Originaire d’Asie, la canne à sucre a été répandue par les Arabes au VIIIe siècle et introduite aux Amériques par les espagnols en 1493 lors du second voyage de Christophe Colomb, à l’occasion de la première installation européenne en Amérique sur l’île d’Hispaniola. En France, l’« invention » du processus de distillation de la canne et par là même du rhum, est prêtée au père Labat, un missionnaire dominicain français aux Antilles pour créer un remède aux fièvres.

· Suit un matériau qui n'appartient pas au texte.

/// Collaborators an [`EconomyService`] is assembled from.
pub(crate) struct ServiceParts {
    pub catalog: Arc<BonusCatalog>,
    pub rewards: Arc<RewardRegistry>,
    pub clock: Arc<dyn Clock>,
    pub notifier: Arc<dyn Notifier>,
    pub realizer: Arc<dyn RewardRealizer>,
    pub events: EventBus,
    pub persist_tx: mpsc::UnboundedSender<PersistRequest>,
    pub rng: StdRng,
}

pub struct EconomyService {
    catalog: Arc<BonusCatalog>,
    rewards: Arc<RewardRegistry>,
    boosts: TemporalBonusStore,
    modifiers: PermanentModifierStore,
    clock: Arc<dyn Clock>,
    notifier: Arc<dyn Notifier>,
    realizer: Arc<dyn RewardRealizer>,
    events: EventBus,
    persist_tx: mpsc::UnboundedSender<PersistRequest>,
    /// Held from snapshot to send, so queued snapshots are in the order taken.
    persist_order: Mutex<()>,
    rng: Mutex<StdRng>,
}
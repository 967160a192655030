//! Repository contract for per-entity persisted economy state.

use economy_core::EntityId;

use super::error::Result;
use super::profile::EntityProfile;

/// Storage of [`EntityProfile`]s keyed by entity.
///
/// Calls are blocking; the runtime drives them from `spawn_blocking`.
pub trait ProfileRepository: Send + Sync {
    /// Replace the stored profile of `entity`.
    fn save(&self, entity: EntityId, profile: &EntityProfile) -> Result<()>;

    /// Load the stored profile, `None` if the entity was never saved.
    fn load(&self, entity: EntityId) -> Result<Option<EntityProfile>>;

    fn exists(&self, entity: EntityId) -> bool;

    fn delete(&self, entity: EntityId) -> Result<()>;

    /// List every entity with a stored profile.
    fn list_entities(&self) -> Result<Vec<EntityId>> {
        Ok(vec![])
    }
}
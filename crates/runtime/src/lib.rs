//! Concurrent runtime for the economy modifier engine.
//!
//! This crate wraps the pure rules of `economy-core` in shared stores, a
//! service object, and background workers. Hosts build a [`Runtime`], call
//! into its [`EconomyService`] from any thread, and subscribe to events.
//!
//! Modules are organized by responsibility:
//! - [`runtime`] hosts the orchestrator and builder
//! - [`service`] exposes every operation a game host calls
//! - [`store`] holds the timed boosts and permanent modifiers in memory
//! - [`api`] collects the seams hosts plug into (clock, realizer, errors)
//! - [`events`] provides the topic-based event bus and the notifier seam
//! - [`repository`] persists per-entity profiles
//! - [`workers`] keeps background tasks internal to the crate
pub mod api;
pub mod events;
pub mod repository;
pub mod rewards;
pub mod runtime;
pub mod service;
pub mod store;

mod workers;

pub use api::{
    Clock, ManualClock, NoopRealizer, Result, RewardRealizer, RuntimeError, SystemClock,
};
pub use events::{
    Announcement, Audience, BoostEvent, EconomyEvent, EventBus, ModifierEvent, Notifier,
    RewardEvent, Topic,
};
pub use repository::{
    EntityProfile, FileProfileRepository, InMemoryProfileRepo, ProfileRepository,
    RepositoryError, StoredBoost,
};
pub use rewards::RewardRegistry;
pub use runtime::{Runtime, RuntimeBuilder, RuntimeConfig};
pub use service::{EconomyService, HydrateReport};
pub use store::{
    ExpiredBoosts, PermanentModifierStore, PlayerBoosts, SweepReport, TemporalBonusStore,
};
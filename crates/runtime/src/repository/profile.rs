//! Persisted shape of one entity's economy state.

use serde::{Deserialize, Serialize};

use economy_core::{
    BonusCategory, BoostError, BoostInstance, BoostScope, CatalogError, Crystal, CrystalId, Pet,
    Timestamp,
};

/// A player-scoped boost as stored on disk.
///
/// The category is kept by name so a category removed from the game shows
/// up as an unknown type on load instead of failing the whole profile.
#[derive(Clone, Debug, PartialEq, Serialize, Deserialize)]
pub struct StoredBoost {
    pub category: String,
    pub start: Timestamp,
    pub end: Timestamp,
    pub bonus_percent: f64,
}

impl StoredBoost {
    pub fn from_instance(boost: &BoostInstance) -> Self {
        Self {
            category: boost.category.as_ref().to_string(),
            start: boost.start,
            end: boost.end,
            bonus_percent: boost.bonus_percent,
        }
    }

    pub fn category(&self) -> Result<BonusCategory, CatalogError> {
        BonusCategory::parse(&self.category)
    }

    /// Rebuilds the player-scoped instance for an already resolved category.
    pub fn to_instance(&self, category: BonusCategory) -> Result<BoostInstance, BoostError> {
        BoostInstance::with_window(
            category,
            BoostScope::Player,
            self.start,
            self.end,
            self.bonus_percent,
        )
    }
}

/// Everything persisted for one entity.
///
/// Admin-global boosts are never part of a profile.
#[derive(Clone, Debug, Default, PartialEq, Serialize, Deserialize)]
#[serde(default)]
pub struct EntityProfile {
    pub boosts: Vec<StoredBoost>,
    pub crystals: Vec<Crystal>,
    pub pets: Vec<Pet>,
    pub equipped_crystals: Vec<CrystalId>,
}

impl EntityProfile {
    pub fn is_empty(&self) -> bool {
        self.boosts.is_empty() && self.crystals.is_empty() && self.pets.is_empty()
    }
}
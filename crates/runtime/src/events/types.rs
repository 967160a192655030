//! Event payloads for each topic.

use serde::{Deserialize, Serialize};

use economy_core::{BoostInstance, ContentId, Crystal, EntityId, PetId, RewardPayload};

/// Who an announcement is for.
#[derive(Debug, Clone, PartialEq, Eq, Serialize, Deserialize)]
pub enum Audience {
    Everyone,
    Entity(EntityId),
}

/// Human-readable notice delivered through the [`Notifier`](super::Notifier).
#[derive(Debug, Clone, PartialEq, Eq, Serialize, Deserialize)]
pub struct Announcement {
    pub audience: Audience,
    pub message: String,
}

impl Announcement {
    pub fn everyone(message: impl Into<String>) -> Self {
        Self {
            audience: Audience::Everyone,
            message: message.into(),
        }
    }

    pub fn to_entity(entity: EntityId, message: impl Into<String>) -> Self {
        Self {
            audience: Audience::Entity(entity),
            message: message.into(),
        }
    }
}

/// Timed boost lifecycle.
#[derive(Debug, Clone, PartialEq, Serialize, Deserialize)]
pub enum BoostEvent {
    /// `entity` is `None` for admin-global boosts.
    Activated {
        entity: Option<EntityId>,
        boost: BoostInstance,
    },
    Expired {
        entity: Option<EntityId>,
        boost: BoostInstance,
    },
}

/// A reward payload was granted.
#[derive(Debug, Clone, PartialEq, Serialize, Deserialize)]
pub struct RewardEvent {
    pub entity: EntityId,
    /// Source table, `None` for direct grants.
    pub table: Option<ContentId>,
    pub payload: RewardPayload,
}

/// Crystal and pet changes.
#[derive(Debug, Clone, PartialEq, Serialize, Deserialize)]
pub enum ModifierEvent {
    CrystalAdded { entity: EntityId, crystal: Crystal },
    CrystalRevealed { entity: EntityId, crystal: Crystal },
    PetAdded { entity: EntityId, pet: PetId },
    PetGrew {
        entity: EntityId,
        pet: PetId,
        growth: u8,
    },
}
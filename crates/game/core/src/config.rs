use crate::modifiers::{Crystal, Pet};

/// Economy tuning parameters.
///
/// Level and growth limits are fixed by the domain types and mirrored here
/// for display; the remaining fields are runtime-tunable.
#[derive(Clone, Debug, PartialEq, Eq)]
#[cfg_attr(feature = "serde", derive(serde::Serialize, serde::Deserialize))]
#[cfg_attr(feature = "serde", serde(default))]
pub struct EconomyConfig {
    /// Seconds between expiry sweeps.
    pub sweep_interval_secs: u64,
    /// Capacity of each event bus topic.
    pub event_buffer_size: usize,
}

impl EconomyConfig {
    // ===== fixed by the domain types =====
    pub const MAX_CRYSTAL_LEVEL: u8 = Crystal::MAX_LEVEL;
    pub const MIN_CRYSTAL_LEVEL: u8 = Crystal::MIN_LEVEL;
    pub const XP_PER_GROWTH: u32 = Pet::XP_PER_GROWTH;
    pub const MAX_PET_GROWTH: u8 = Pet::MAX_GROWTH;

    // ===== runtime-tunable defaults =====
    pub const DEFAULT_SWEEP_INTERVAL_SECS: u64 = 30;
    pub const DEFAULT_EVENT_BUFFER_SIZE: usize = 256;

    pub fn new() -> Self {
        Self {
            sweep_interval_secs: Self::DEFAULT_SWEEP_INTERVAL_SECS,
            event_buffer_size: Self::DEFAULT_EVENT_BUFFER_SIZE,
        }
    }

    pub fn with_sweep_interval_secs(mut self, secs: u64) -> Self {
        self.sweep_interval_secs = secs;
        self
    }
}

impl Default for EconomyConfig {
    fn default() -> Self {
        Self::new()
    }
}
//! Economy configuration loader.

use std::path::Path;

use economy_core::EconomyConfig;

use crate::loaders::{LoadResult, read_file};

/// Loader for economy configuration from TOML files.
pub struct ConfigLoader;

impl ConfigLoader {
    /// Load config data from a TOML file.
    ///
    /// Missing keys fall back to [`EconomyConfig::default`].
    pub fn load(path: &Path) -> LoadResult<EconomyConfig> {
        let content = read_file(path)?;
        Self::parse(&content)
            .map_err(|e| anyhow::anyhow!("{} ({})", e, path.display()))
    }

    pub fn parse(content: &str) -> LoadResult<EconomyConfig> {
        toml::from_str(content).map_err(|e| anyhow::anyhow!("Failed to parse config TOML: {}", e))
    }
}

Pourtant, la première mention écrite de l’existence du rhum date d’avant l’arrivée de Labat aux Amériques et provient de l’île anglophone de la Barbade en 1688. Mais il semblerait que des « rhumeries » (lieu de fabrication du rhum) aient existé sur cette île depuis 1627. Ainsi, le mot rhum serait une abréviation du mot anglais rumbullion qui signifie « grand tumulte ». Selon une autre explication suggérée, le mot « rum » tirerait simplement son origine de la terminaison du mot latin saccharum (sucre). Les mots taffia ou kill-devil étaient aussi utilisés.

Ses prétendues vertus médicinales en firent un composant obligatoire des rations à bord des navires de l’époque. Il fut donc d’abord réservé aux Noirs, aux boucaniers et autres écumeurs des mers du Nouveau Monde, le rhum a aussi été utilisé sur les côtes d’Afrique comme monnaie d’échange dans la traite des esclaves. À la fin du XVIIe siècle, les Français utilisent le mot « rhum » pour désigner l’alcool de canne. En tant que boisson, il ne se répand en Europe et en Amérique du Nord qu’au cours du XVIIIe siècle.

Le « grog » (rhum allongé d’eau) fut inventé en 1731 afin de diminuer les problèmes liés à l’alcool à bord de ces mêmes navires.